Eco-Laboratory

Weber Thompson’s Eco-Laboratory Wins 2008 Natural Talent Design Competition

“Living Building” Addresses Environmental and Community Concerns

SEATTLE – June 9, 2008 – Eco-Laboratory – a Weber Thompson-designed high-rise project that blends housing, urban gardens and a sustainability training center – won the 2008 Natural Talent Design Competition, hosted by The Cascadia Chapter of the U.S. Green Building Council. As the Cascadia winner, Eco-Laboratory will be entered into the competition at the Greenbuild International Conference and Expo in Boston in November.

The design competition invited students and professionals working in the design field for less than five years to submit concepts for “living buildings” based on Cascadia’s program for sustainable design, which focuses on six “petals”: site, materials, energy, indoor quality, water, and beauty and inspiration.

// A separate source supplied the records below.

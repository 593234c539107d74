//! Parse stored scrub JSON into canonical core types.
//!
//! Two accepted shapes, matching how callers ship keyframe data:
//! - a bare keyframe map: `{"0": 25, "50": "10px", "100": {"opacity": 1}}`
//!   (keys are positions on the 0-100 scale);
//! - a params object: `{"keyframes": {...}, "buffer": 0.1,
//!   "type": "opacity", "interval": [0.2, 0.8]}`.
//!
//! Raw untagged shapes are converted once into tagged [`KeyframeValue`]s;
//! nothing downstream re-inspects strings.

use hashbrown::HashMap;
use serde::Deserialize;

use crate::config::{ScrubConfig, DEFAULT_BUFFER};
use crate::data::{Keyframe, KeyframeSet};
use crate::engine::Scrub;
use crate::error::ScrubError;
use crate::interval::Interval;
use crate::value::{ChannelValue, KeyframeValue, TypedValue};

#[derive(Debug, Deserialize)]
#[serde(untagged)]
enum RawChannel {
    Number(f64),
    Text(String),
}

#[derive(Debug, Deserialize)]
#[serde(untagged)]
enum RawKeyframe {
    Number(f64),
    Text(String),
    Channels(HashMap<String, RawChannel>),
}

#[derive(Debug, Deserialize)]
struct RawParams {
    keyframes: HashMap<String, RawKeyframe>,
    #[serde(default)]
    buffer: Option<f32>,
    #[serde(default, rename = "type")]
    channel: Option<String>,
    #[serde(default)]
    interval: Option<[f32; 2]>,
}

#[derive(Debug, Deserialize)]
#[serde(untagged)]
enum RawScrub {
    Params(RawParams),
    Bare(HashMap<String, RawKeyframe>),
}

/// Parse a bare keyframe map.
pub fn parse_keyframes_json(s: &str) -> Result<KeyframeSet, ScrubError> {
    let raw: HashMap<String, RawKeyframe> =
        serde_json::from_str(s).map_err(|e| ScrubError::JsonParse(e.to_string()))?;
    keyframes_from_raw(raw)
}

/// Parse either accepted shape into a ready-to-evaluate [`Scrub`].
/// Omitted options take their defaults (`buffer` 0.05, no channel, no
/// interval), as a bare map always does.
pub fn parse_scrub_json(s: &str) -> Result<Scrub, ScrubError> {
    let raw: RawScrub = serde_json::from_str(s).map_err(|e| ScrubError::JsonParse(e.to_string()))?;
    let (keyframes, config) = match raw {
        RawScrub::Params(p) => {
            let config = ScrubConfig {
                buffer: p.buffer.unwrap_or(DEFAULT_BUFFER),
                channel: p.channel,
                interval: p.interval.map(|[start, end]| Interval::new(start, end)),
            };
            (keyframes_from_raw(p.keyframes)?, config)
        }
        RawScrub::Bare(map) => (keyframes_from_raw(map)?, ScrubConfig::default()),
    };
    Ok(Scrub::new(keyframes, config))
}

fn keyframes_from_raw(raw: HashMap<String, RawKeyframe>) -> Result<KeyframeSet, ScrubError> {
    let mut keys = Vec::with_capacity(raw.len());
    for (pos, value) in raw {
        let position: f32 = pos
            .trim()
            .parse()
            .map_err(|_| ScrubError::JsonParse(format!("invalid keyframe position {pos:?}")))?;
        keys.push(Keyframe {
            position,
            value: to_core_value(value)?,
        });
    }
    Ok(KeyframeSet::new(keys))
}

fn to_core_value(raw: RawKeyframe) -> Result<KeyframeValue, ScrubError> {
    Ok(match raw {
        RawKeyframe::Number(n) => KeyframeValue::Scalar(n as f32),
        RawKeyframe::Text(s) => KeyframeValue::Typed(TypedValue::parse(&s)?),
        RawKeyframe::Channels(map) => {
            let mut channels = HashMap::with_capacity(map.len());
            for (name, value) in map {
                let value = match value {
                    RawChannel::Number(n) => ChannelValue::Scalar(n as f32),
                    RawChannel::Text(s) => ChannelValue::Typed(TypedValue::parse(&s)?),
                };
                channels.insert(name, value);
            }
            KeyframeValue::Bag(channels)
        }
    })
}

Weber Thompson designers Brian Geller LEED AP, Myer Harrell LEED AP, Chris Dukehart and landscape designer Dan Albert LEED AP designed Eco-Laboratory to have cutting-edge sustainable features integrated with social components to benefit the community.

The theoretical project is located at the corner of Western Avenue and Vine Street in Seattle, adjacent to the historic Belltown Cottage Park and the Belltown P-Patch (a community garden). Eco-Laboratory fills the rest of the block with a residential building and an expanded garden. It also provides a new and expanded home for the Millionair Club, a charity currently located on the site that provides services for the working homeless.

Eco-Laboratory’s innovative sustainable features include a rainwater-collection system; a hydroponic garden to grow food for the community; a Living Machine to convert black water into greywater and potable water; harnessing wind, solar, biofuel and hydrogen to create a net-zero energy building; and earth tubes, which are underground ducts that funnel air cleaned by the P-Patch into the building.

Eco-Laboratory also mixes transitional housing units with market-rate housing. The project provides a hygiene station, job training, meals and basic shelter for Belltown’s working poor and homeless community, and an education center teaches the public about sustainability and urban agriculture. A public farmers’ market provides a much-needed amenity to the Belltown community.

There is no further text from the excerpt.